> **Provided data**
• • •

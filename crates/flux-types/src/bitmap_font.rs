//! Shared 8x8 bitmap font.
//!
//! Glyph rows are MSB-first: bit 7 is the leftmost pixel. Backends scale the
//! 8x8 cell up by integer factors for larger font sizes.

/// Width of a glyph cell in pixels.
pub const GLYPH_WIDTH: u32 = 8;
/// Height of a glyph cell in pixels.
pub const GLYPH_HEIGHT: u32 = 8;

/// Look up the 8x8 bitmap for a character. Unknown characters render as an
/// outlined box.
pub fn glyph(ch: char) -> [u8; 8] {
    match ch {
        ' ' => [0x00, 0x00, 0x00, 0x00, 0x00, 0x00, 0x00, 0x00],
        '!' => [0x18, 0x18, 0x18, 0x18, 0x18, 0x00, 0x18, 0x00],
        '"' => [0x6C, 0x6C, 0x24, 0x00, 0x00, 0x00, 0x00, 0x00],
        '#' => [0x6C, 0x6C, 0xFE, 0x6C, 0xFE, 0x6C, 0x6C, 0x00],
        '$' => [0x18, 0x3E, 0x60, 0x3C, 0x06, 0x7C, 0x18, 0x00],
        '%' => [0x62, 0x66, 0x0C, 0x18, 0x30, 0x66, 0x46, 0x00],
        '&' => [0x38, 0x6C, 0x38, 0x76, 0xDC, 0xCC, 0x76, 0x00],
        '\'' => [0x18, 0x18, 0x30, 0x00, 0x00, 0x00, 0x00, 0x00],
        '(' => [0x0C, 0x18, 0x30, 0x30, 0x30, 0x18, 0x0C, 0x00],
        ')' => [0x30, 0x18, 0x0C, 0x0C, 0x0C, 0x18, 0x30, 0x00],
        '*' => [0x00, 0x66, 0x3C, 0xFF, 0x3C, 0x66, 0x00, 0x00],
        '+' => [0x00, 0x18, 0x18, 0x7E, 0x18, 0x18, 0x00, 0x00],
        ',' => [0x00, 0x00, 0x00, 0x00, 0x00, 0x18, 0x18, 0x30],
        '-' => [0x00, 0x00, 0x00, 0x7E, 0x00, 0x00, 0x00, 0x00],
        '.' => [0x00, 0x00, 0x00, 0x00, 0x00, 0x18, 0x18, 0x00],
        '/' => [0x06, 0x0C, 0x18, 0x30, 0x60, 0xC0, 0x80, 0x00],
        '0' => [0x3C, 0x66, 0x6E, 0x76, 0x66, 0x66, 0x3C, 0x00],
        '1' => [0x18, 0x38, 0x18, 0x18, 0x18, 0x18, 0x7E, 0x00],
        '2' => [0x3C, 0x66, 0x06, 0x0C, 0x18, 0x30, 0x7E, 0x00],
        '3' => [0x3C, 0x66, 0x06, 0x1C, 0x06, 0x66, 0x3C, 0x00],
        '4' => [0x0C, 0x1C, 0x3C, 0x6C, 0x7E, 0x0C, 0x0C, 0x00],
        '5' => [0x7E, 0x60, 0x7C, 0x06, 0x06, 0x66, 0x3C, 0x00],
        '6' => [0x3C, 0x66, 0x60, 0x7C, 0x66, 0x66, 0x3C, 0x00],
        '7' => [0x7E, 0x06, 0x0C, 0x18, 0x18, 0x18, 0x18, 0x00],
        '8' => [0x3C, 0x66, 0x66, 0x3C, 0x66, 0x66, 0x3C, 0x00],
        '9' => [0x3C, 0x66, 0x66, 0x3E, 0x06, 0x66, 0x3C, 0x00],
        ':' => [0x00, 0x18, 0x18, 0x00, 0x00, 0x18, 0x18, 0x00],
        ';' => [0x00, 0x18, 0x18, 0x00, 0x00, 0x18, 0x18, 0x30],
        '<' => [0x0C, 0x18, 0x30, 0x60, 0x30, 0x18, 0x0C, 0x00],
        '=' => [0x00, 0x00, 0x7E, 0x00, 0x7E, 0x00, 0x00, 0x00],
        '>' => [0x30, 0x18, 0x0C, 0x06, 0x0C, 0x18, 0x30, 0x00],
        '?' => [0x3C, 0x66, 0x06, 0x0C, 0x18, 0x00, 0x18, 0x00],
        '@' => [0x3C, 0x66, 0x6E, 0x6A, 0x6E, 0x60, 0x3C, 0x00],
        'A' => [0x18, 0x3C, 0x66, 0x66, 0x7E, 0x66, 0x66, 0x00],
        'B' => [0x7C, 0x66, 0x66, 0x7C, 0x66, 0x66, 0x7C, 0x00],
        'C' => [0x3C, 0x66, 0x60, 0x60, 0x60, 0x66, 0x3C, 0x00],
        'D' => [0x78, 0x6C, 0x66, 0x66, 0x66, 0x6C, 0x78, 0x00],
        'E' => [0x7E, 0x60, 0x60, 0x7C, 0x60, 0x60, 0x7E, 0x00],
        'F' => [0x7E, 0x60, 0x60, 0x7C, 0x60, 0x60, 0x60, 0x00],
        'G' => [0x3C, 0x66, 0x60, 0x6E, 0x66, 0x66, 0x3C, 0x00],
        'H' => [0x66, 0x66, 0x66, 0x7E, 0x66, 0x66, 0x66, 0x00],
        'I' => [0x3C, 0x18, 0x18, 0x18, 0x18, 0x18, 0x3C, 0x00],
        'J' => [0x1E, 0x0C, 0x0C, 0x0C, 0x6C, 0x6C, 0x38, 0x00],
        'K' => [0x66, 0x6C, 0x78, 0x70, 0x78, 0x6C, 0x66, 0x00],
        'L' => [0x60, 0x60, 0x60, 0x60, 0x60, 0x60, 0x7E, 0x00],
        'M' => [0x63, 0x77, 0x7F, 0x6B, 0x63, 0x63, 0x63, 0x00],
        'N' => [0x66, 0x76, 0x7E, 0x7E, 0x6E, 0x66, 0x66, 0x00],
        'O' => [0x3C, 0x66, 0x66, 0x66, 0x66, 0x66, 0x3C, 0x00],
        'P' => [0x7C, 0x66, 0x66, 0x7C, 0x60, 0x60, 0x60, 0x00],
        'Q' => [0x3C, 0x66, 0x66, 0x66, 0x6E, 0x3C, 0x0E, 0x00],
        'R' => [0x7C, 0x66, 0x66, 0x7C, 0x78, 0x6C, 0x66, 0x00],
        'S' => [0x3C, 0x66, 0x60, 0x3C, 0x06, 0x66, 0x3C, 0x00],
        'T' => [0x7E, 0x18, 0x18, 0x18, 0x18, 0x18, 0x18, 0x00],
        'U' => [0x66, 0x66, 0x66, 0x66, 0x66, 0x66, 0x3C, 0x00],
        'V' => [0x66, 0x66, 0x66, 0x66, 0x3C, 0x3C, 0x18, 0x00],
        'W' => [0x63, 0x63, 0x6B, 0x6B, 0x7F, 0x77, 0x63, 0x00],
        'X' => [0x66, 0x66, 0x3C, 0x18, 0x3C, 0x66, 0x66, 0x00],
        'Y' => [0x66, 0x66, 0x66, 0x3C, 0x18, 0x18, 0x18, 0x00],
        'Z' => [0x7E, 0x06, 0x0C, 0x18, 0x30, 0x60, 0x7E, 0x00],
        '[' => [0x3C, 0x30, 0x30, 0x30, 0x30, 0x30, 0x3C, 0x00],
        '\\' => [0xC0, 0x60, 0x30, 0x18, 0x0C, 0x06, 0x02, 0x00],
        ']' => [0x3C, 0x0C, 0x0C, 0x0C, 0x0C, 0x0C, 0x3C, 0x00],
        '^' => [0x18, 0x3C, 0x66, 0x00, 0x00, 0x00, 0x00, 0x00],
        '_' => [0x00, 0x00, 0x00, 0x00, 0x00, 0x00, 0x00, 0xFF],
        '`' => [0x30, 0x18, 0x0C, 0x00, 0x00, 0x00, 0x00, 0x00],
        'a' => [0x00, 0x00, 0x3C, 0x06, 0x3E, 0x66, 0x3E, 0x00],
        'b' => [0x60, 0x60, 0x7C, 0x66, 0x66, 0x66, 0x7C, 0x00],
        'c' => [0x00, 0x00, 0x3C, 0x66, 0x60, 0x66, 0x3C, 0x00],
        'd' => [0x06, 0x06, 0x3E, 0x66, 0x66, 0x66, 0x3E, 0x00],
        'e' => [0x00, 0x00, 0x3C, 0x66, 0x7E, 0x60, 0x3C, 0x00],
        'f' => [0x1C, 0x36, 0x30, 0x7C, 0x30, 0x30, 0x30, 0x00],
        'g' => [0x00, 0x00, 0x3E, 0x66, 0x66, 0x3E, 0x06, 0x3C],
        'h' => [0x60, 0x60, 0x7C, 0x66, 0x66, 0x66, 0x66, 0x00],
        'i' => [0x18, 0x00, 0x38, 0x18, 0x18, 0x18, 0x3C, 0x00],
        'j' => [0x0C, 0x00, 0x1C, 0x0C, 0x0C, 0x6C, 0x38, 0x00],
        'k' => [0x60, 0x60, 0x66, 0x6C, 0x78, 0x6C, 0x66, 0x00],
        'l' => [0x38, 0x18, 0x18, 0x18, 0x18, 0x18, 0x3C, 0x00],
        'm' => [0x00, 0x00, 0x76, 0x7F, 0x6B, 0x6B, 0x63, 0x00],
        'n' => [0x00, 0x00, 0x7C, 0x66, 0x66, 0x66, 0x66, 0x00],
        'o' => [0x00, 0x00, 0x3C, 0x66, 0x66, 0x66, 0x3C, 0x00],
        'p' => [0x00, 0x00, 0x7C, 0x66, 0x66, 0x7C, 0x60, 0x60],
        'q' => [0x00, 0x00, 0x3E, 0x66, 0x66, 0x3E, 0x06, 0x06],
        'r' => [0x00, 0x00, 0x7C, 0x66, 0x60, 0x60, 0x60, 0x00],
        's' => [0x00, 0x00, 0x3E, 0x60, 0x3C, 0x06, 0x7C, 0x00],
        't' => [0x30, 0x30, 0x7C, 0x30, 0x30, 0x36, 0x1C, 0x00],
        'u' => [0x00, 0x00, 0x66, 0x66, 0x66, 0x66, 0x3E, 0x00],
        'v' => [0x00, 0x00, 0x66, 0x66, 0x66, 0x3C, 0x18, 0x00],
        'w' => [0x00, 0x00, 0x63, 0x6B, 0x6B, 0x7F, 0x36, 0x00],
        'x' => [0x00, 0x00, 0x66, 0x3C, 0x18, 0x3C, 0x66, 0x00],
        'y' => [0x00, 0x00, 0x66, 0x66, 0x3E, 0x06, 0x66, 0x3C],
        'z' => [0x00, 0x00, 0x7E, 0x0C, 0x18, 0x30, 0x7E, 0x00],
        '{' => [0x0E, 0x18, 0x18, 0x70, 0x18, 0x18, 0x0E, 0x00],
        '|' => [0x18, 0x18, 0x18, 0x18, 0x18, 0x18, 0x18, 0x00],
        '}' => [0x70, 0x18, 0x18, 0x0E, 0x18, 0x18, 0x70, 0x00],
        '~' => [0x32, 0x7E, 0x4C, 0x00, 0x00, 0x00, 0x00, 0x00],
        _ => [0x00, 0x3C, 0x42, 0x42, 0x42, 0x42, 0x3C, 0x00],
    }
}

#[cfg(test)]
mod tests {
    use super::*;

    #[test]
    fn space_is_blank() {
        assert_eq!(glyph(' '), [0u8; 8]);
    }

    #[test]
    fn printable_ascii_has_ink() {
        for code in 0x21u8..=0x7E {
            let g = glyph(code as char);
            assert!(
                g.iter().any(|&row| row != 0),
                "glyph {:?} is blank",
                code as char
            );
        }
    }

    #[test]
    fn unknown_char_renders_box() {
        assert_eq!(glyph('\u{3042}'), glyph('\u{fffd}'));
        assert_ne!(glyph('\u{3042}'), [0u8; 8]);
    }

    #[test]
    fn upper_and_lower_differ() {
        assert_ne!(glyph('A'), glyph('a'));
    }
}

• • •

> **Brief**
Show me all lines in the records that contain "code".

> **Result of the exercise**
        for code in 0x21u8..=0x7E {
            let g = glyph(code as char);
                code as char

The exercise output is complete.